**Records for the task:**

# # # # #

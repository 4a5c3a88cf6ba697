//! Interactive session shared by `record` and `play`.
//!
//! Owns the control-layer state the engine reads each frame (recorder,
//! recorded buffer, player) and applies what the engine reports back.

use anyhow::Context;
use std::path::PathBuf;
use std::sync::atomic::{AtomicBool, Ordering};
use std::sync::Arc;
use std::time::{Duration, Instant};

use crate::config::WavebarConfig;
use crate::playback::Player;
use crate::recording::{save_wav, AudioRecorder};
use crate::ui::canvas::{container_for, surface_x};
use crate::ui::terminal::split;
use crate::ui::{Footer, Input, Status, WavebarTui};
use crate::waveform::{
    ControlState, HostEvents, OffloadCoordinator, RecordedBuffer, ResizeCoordinator,
    ResizeEnvironment, ResizeSignal, WaveformVisualizer,
};
use ratatui::layout::Rect;

const FRAME_INTERVAL: Duration = Duration::from_millis(16);

/// Terminal cells map one to one onto surface pixels horizontally.
const DEVICE_PIXEL_RATIO: f32 = 1.0;

/// What the session opens with.
pub enum Start {
    Record,
    Play(RecordedBuffer),
}

/// Engine notifications, collected for the frame loop to act on.
#[derive(Debug, Default)]
struct HostFlags {
    processing_on_resize: bool,
    processing_on_complete: bool,
    seek_to: Option<f64>,
    canvas_resets: u32,
}

impl HostEvents for HostFlags {
    fn set_current_audio_time(&mut self, time: f64) {
        self.seek_to = Some(time);
    }

    fn set_processing_on_resize(&mut self, processing: bool) {
        tracing::trace!("Processing on resize: {processing}");
        self.processing_on_resize = processing;
    }

    fn set_processing_audio_on_complete(&mut self, processing: bool) {
        tracing::trace!("Processing recorded audio: {processing}");
        self.processing_on_complete = processing;
    }

    fn clear_canvas(&mut self) {
        self.canvas_resets += 1;
        tracing::debug!("Canvas reset requested");
    }
}

enum Phase {
    Idle,
    Recording(AudioRecorder),
    Review {
        buffer: RecordedBuffer,
        player: Player,
    },
}

struct Session {
    phase: Phase,
    flags: HostFlags,
    /// Most recent chunk of live samples
    feed: Vec<f32>,
    /// Raised for exactly one frame after a clear or a new recording
    cleared: bool,
    device: String,
    sample_rate: u32,
    output: Option<PathBuf>,
    quit: bool,
}

impl Session {
    fn new(config: &WavebarConfig, output: Option<PathBuf>) -> Self {
        Self {
            phase: Phase::Idle,
            flags: HostFlags::default(),
            feed: Vec::new(),
            cleared: false,
            device: config.audio.device.clone(),
            sample_rate: config.audio.sample_rate,
            output,
            quit: false,
        }
    }

    fn start_recording(&mut self) -> anyhow::Result<()> {
        let mut recorder = AudioRecorder::new(self.sample_rate, self.device.clone());
        recorder
            .start_recording()
            .context("Failed to start recording")?;
        self.phase = Phase::Recording(recorder);
        self.feed.clear();
        self.cleared = true;
        Ok(())
    }

    fn stop_recording(&mut self) -> anyhow::Result<()> {
        let Phase::Recording(recorder) = &mut self.phase else {
            return Ok(());
        };
        let buffer = recorder.stop_recording();
        self.feed.clear();
        if buffer.is_empty() {
            self.phase = Phase::Idle;
            return Ok(());
        }
        if let Some(path) = &self.output {
            save_wav(&buffer, path)
                .with_context(|| format!("Failed to save recording to {}", path.display()))?;
        }
        self.review(buffer, Player::open);
        Ok(())
    }

    fn review(&mut self, buffer: RecordedBuffer, open: impl FnOnce(&RecordedBuffer) -> Player) {
        let player = open(&buffer);
        self.phase = Phase::Review { buffer, player };
    }

    /// Applies one input. Scrubbing is routed through the visualizer by the
    /// caller since it needs the pane geometry.
    fn handle(&mut self, input: Input) -> anyhow::Result<()> {
        let recording = matches!(self.phase, Phase::Recording(_));
        match input {
            Input::Quit => self.quit = true,
            Input::Confirm if recording => self.stop_recording()?,
            Input::Record if !recording => self.start_recording()?,
            Input::Clear if matches!(self.phase, Phase::Review { .. }) => {
                tracing::info!("Recording discarded");
                self.phase = Phase::Idle;
                self.cleared = true;
            }
            Input::TogglePause => match &mut self.phase {
                Phase::Recording(recorder) => recorder.toggle_pause(),
                Phase::Review { player, .. } => player.toggle_pause(),
                Phase::Idle => {}
            },
            Input::SeekBy(delta) => {
                if let Phase::Review { player, .. } = &mut self.phase {
                    player.seek(player.current_time() + delta);
                }
            }
            _ => {}
        }
        Ok(())
    }

    /// Pulls this frame's live samples, keeping the last chunk when nothing
    /// new arrived.
    fn refresh_feed(&mut self) {
        if let Phase::Recording(recorder) = &mut self.phase {
            let fresh = recorder.take_feed();
            if !fresh.is_empty() {
                self.feed = fresh;
            }
        }
    }

    /// Hands a scrub request from the engine to the player.
    fn apply_seek(&mut self) {
        if let Some(time) = self.flags.seek_to.take() {
            if let Phase::Review { player, .. } = &mut self.phase {
                player.seek(time);
            }
        }
    }

    fn footer(&self, busy: bool) -> Footer {
        let processing =
            busy || self.flags.processing_on_resize || self.flags.processing_on_complete;
        match &self.phase {
            Phase::Idle => Footer {
                status: Status::Idle,
                elapsed: 0.0,
                total: None,
                processing,
                silent_playback: false,
            },
            Phase::Recording(recorder) => Footer {
                status: if recorder.is_paused() {
                    Status::RecordingPaused
                } else {
                    Status::Recording
                },
                elapsed: recorder.sample_count() as f64 / recorder.sample_rate().max(1) as f64,
                total: None,
                processing,
                silent_playback: false,
            },
            Phase::Review { player, .. } => Footer {
                status: if player.is_paused() || player.is_finished() {
                    Status::PlaybackPaused
                } else {
                    Status::Playing
                },
                elapsed: player.current_time(),
                total: Some(player.duration()),
                processing,
                silent_playback: !player.has_output(),
            },
        }
    }
}

/// Builds the engine's view of the control layer.
fn control_state<'a>(phase: &'a Phase, feed: &'a [f32], cleared: bool) -> ControlState<'a> {
    match phase {
        Phase::Idle => ControlState {
            is_cleared: cleared,
            ..ControlState::default()
        },
        Phase::Recording(recorder) => ControlState {
            audio_data: feed,
            is_recording_in_progress: true,
            is_paused_recording: recorder.is_paused(),
            is_cleared: cleared,
            ..ControlState::default()
        },
        Phase::Review { buffer, player } => ControlState {
            recorded_buffer: Some(buffer),
            current_audio_time: player.current_time(),
            duration: player.duration(),
            is_cleared: cleared,
            is_available_recorded_audio: true,
            ..ControlState::default()
        },
    }
}

/// Runs the interactive loop until the user quits.
///
/// `stop` is polled every frame; when it is raised (SIGUSR1) an active
/// recording is stopped as if Enter had been pressed.
pub fn run(
    config: &WavebarConfig,
    start: Start,
    output: Option<PathBuf>,
    stop: Arc<AtomicBool>,
) -> anyhow::Result<()> {
    let mut session = Session::new(config, output);
    match start {
        Start::Record => session.start_recording()?,
        Start::Play(buffer) => session.review(buffer, Player::open),
    }

    let mut tui = WavebarTui::new()?;
    let strategy = config.resize.strategy.resolve(ResizeEnvironment::from_env());
    let mut viz = WaveformVisualizer::new(
        config.waveform.clone(),
        ResizeCoordinator::new(strategy, config.resize.debounce(), DEVICE_PIXEL_RATIO),
        OffloadCoordinator::new(),
    );

    let mut pane = tui.waveform_area()?;
    viz.mount(container_for(pane), pane.width as f32, Instant::now());
    tracing::debug!(
        "Entering session loop with {:?} resize strategy (background extraction: {})",
        strategy,
        viz.is_background_extraction()
    );

    let mut frame_count = 0u64;
    while !session.quit {
        if stop.swap(false, Ordering::Relaxed) {
            tracing::info!("Received SIGUSR1: stopping recording via external trigger");
            session.stop_recording()?;
        }

        match tui.next_input(FRAME_INTERVAL)? {
            Some(Input::Scrub(column)) => {
                if let Some(x) = surface_x(pane, column) {
                    let control = control_state(&session.phase, &session.feed, false);
                    viz.seek(x, &control, &mut session.flags);
                }
                session.apply_seek();
            }
            Some(Input::Resize(cols, rows)) => {
                let (area, _) = split(Rect::new(0, 0, cols, rows));
                let control = control_state(&session.phase, &session.feed, false);
                viz.resize(
                    ResizeSignal::Window(container_for(area)),
                    area.width as f32,
                    &control,
                    &mut session.flags,
                    Instant::now(),
                );
            }
            Some(input) => session.handle(input)?,
            None => {}
        }

        let now = Instant::now();
        let area = tui.waveform_area()?;
        if area != pane {
            pane = area;
            let control = control_state(&session.phase, &session.feed, false);
            viz.resize(
                ResizeSignal::Layout(container_for(area)),
                area.width as f32,
                &control,
                &mut session.flags,
                now,
            );
        }

        session.refresh_feed();
        let control = control_state(&session.phase, &session.feed, session.cleared);
        viz.tick(&control, container_for(pane), &mut session.flags, now);
        session.cleared = false;
        session.apply_seek();

        tui.draw(viz.surface(), &session.footer(viz.is_busy()))?;

        frame_count += 1;
        if frame_count.is_multiple_of(600) {
            tracing::debug!("Frame {}: {:?}", frame_count, viz.mode());
        }
    }

    tui.cleanup()?;
    tracing::debug!("Session ended after {} frames", frame_count);
    Ok(())
}
//! The engine's boundary with the control layer that owns recording and
//! playback state.
//!
//! The control layer hands the engine a read-only [`ControlState`] every
//! frame and receives notifications back through [`HostEvents`]. The engine
//! never stores host state of its own beyond what it needs to render.

use serde::{Deserialize, Serialize};
use std::sync::Arc;

use super::bars::Polarity;
use super::surface::Rgba;

/// A decoded, fixed PCM buffer. Channel data is normalized to [-1, 1].
#[derive(Debug, Clone)]
pub struct RecordedBuffer {
    channels: Vec<Arc<[f32]>>,
    sample_rate: u32,
}

impl RecordedBuffer {
    pub fn mono(samples: Vec<f32>, sample_rate: u32) -> Self {
        Self {
            channels: vec![Arc::from(samples)],
            sample_rate,
        }
    }

    /// Builds a buffer from deinterleaved channels of equal length.
    pub fn from_channels(channels: Vec<Vec<f32>>, sample_rate: u32) -> Self {
        Self {
            channels: channels.into_iter().map(Arc::from).collect(),
            sample_rate,
        }
    }

    /// Shared handle to one channel's samples.
    pub fn channel_data(&self, channel: usize) -> Option<Arc<[f32]>> {
        self.channels.get(channel).cloned()
    }

    pub fn number_of_channels(&self) -> usize {
        self.channels.len()
    }

    pub fn sample_rate(&self) -> u32 {
        self.sample_rate
    }

    pub fn len(&self) -> usize {
        self.channels.first().map_or(0, |c| c.len())
    }

    pub fn is_empty(&self) -> bool {
        self.len() == 0
    }

    /// Length in seconds.
    pub fn duration(&self) -> f64 {
        if self.sample_rate == 0 {
            return 0.0;
        }
        self.len() as f64 / self.sample_rate as f64
    }
}

/// Everything the engine reads from the control layer for one frame.
#[derive(Debug, Clone, Copy, Default)]
pub struct ControlState<'a> {
    /// Most recent window of captured samples
    pub audio_data: &'a [f32],
    pub is_recording_in_progress: bool,
    pub is_paused_recording: bool,
    pub recorded_buffer: Option<&'a RecordedBuffer>,
    /// Playhead in seconds
    pub current_audio_time: f64,
    /// Recorded buffer length in seconds
    pub duration: f64,
    pub is_cleared: bool,
    /// The control layer is still decoding the recorded buffer
    pub is_processing_recorded_audio: bool,
    pub is_available_recorded_audio: bool,
}

impl ControlState<'_> {
    /// The recorded buffer is ready to be shown.
    pub fn has_recorded_buffer(&self) -> bool {
        self.is_available_recorded_audio
            && !self.is_processing_recorded_audio
            && self.recorded_buffer.is_some()
    }
}

/// Notifications the engine sends back to the control layer.
pub trait HostEvents {
    /// The user scrubbed to `time` seconds.
    fn set_current_audio_time(&mut self, time: f64);

    /// A resize-triggered extraction started (`true`) or finished (`false`).
    fn set_processing_on_resize(&mut self, processing: bool);

    /// The first extraction for a new buffer started or finished.
    fn set_processing_audio_on_complete(&mut self, processing: bool);

    /// Requests an idle reset of the drawing surface.
    fn clear_canvas(&mut self);
}

/// Presentation options. Only `bar_width`, `gap`, `polarity` and
/// `normalize` affect extraction; the rest only change how bars are painted.
#[derive(Debug, Clone, PartialEq, Serialize, Deserialize)]
#[serde(default)]
pub struct WaveformOptions {
    /// Bar width in logical pixels, before pixel density scaling
    pub bar_width: u32,
    /// Space between bars as a multiple of `bar_width`
    pub gap: u32,
    /// Corner radius of each bar
    pub rounded: f32,
    /// Frames between committed picks in the live view
    pub speed: u32,
    pub background_color: Rgba,
    /// Live bars and the played part of a recording
    pub main_bar_color: Rgba,
    /// Idle axis and the unplayed part of a recording
    pub secondary_bar_color: Rgba,
    /// Use the whole width for the live view instead of the left half
    pub fullscreen: bool,
    /// Draw the bar that is still being measured at the leading edge
    pub animate_current_pick: bool,
    /// Never show a recorded buffer; reset to idle instead
    pub only_recording: bool,
    pub polarity: Polarity,
    pub normalize: bool,
}

impl Default for WaveformOptions {
    fn default() -> Self {
        Self {
            bar_width: 2,
            gap: 1,
            rounded: 5.0,
            speed: 3,
            background_color: Rgba::TRANSPARENT,
            main_bar_color: Rgba::rgb(255, 255, 255),
            secondary_bar_color: Rgba::rgb(0x5e, 0x5e, 0x5e),
            fullscreen: false,
            animate_current_pick: true,
            only_recording: false,
            polarity: Polarity::Symmetric,
            normalize: false,
        }
    }
}

impl WaveformOptions {
    /// True when switching from `self` to `other` invalidates extracted bars.
    pub fn affects_extraction(&self, other: &WaveformOptions) -> bool {
        self.bar_width != other.bar_width
            || self.gap != other.gap
            || self.polarity != other.polarity
            || self.normalize != other.normalize
    }
}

# # # # #

The word to find is "struct". Copy every line of the records that holds it.

**Solution to this exercise:**
struct HostFlags {
struct Session {
pub struct RecordedBuffer {
pub struct ControlState<'a> {
pub struct WaveformOptions {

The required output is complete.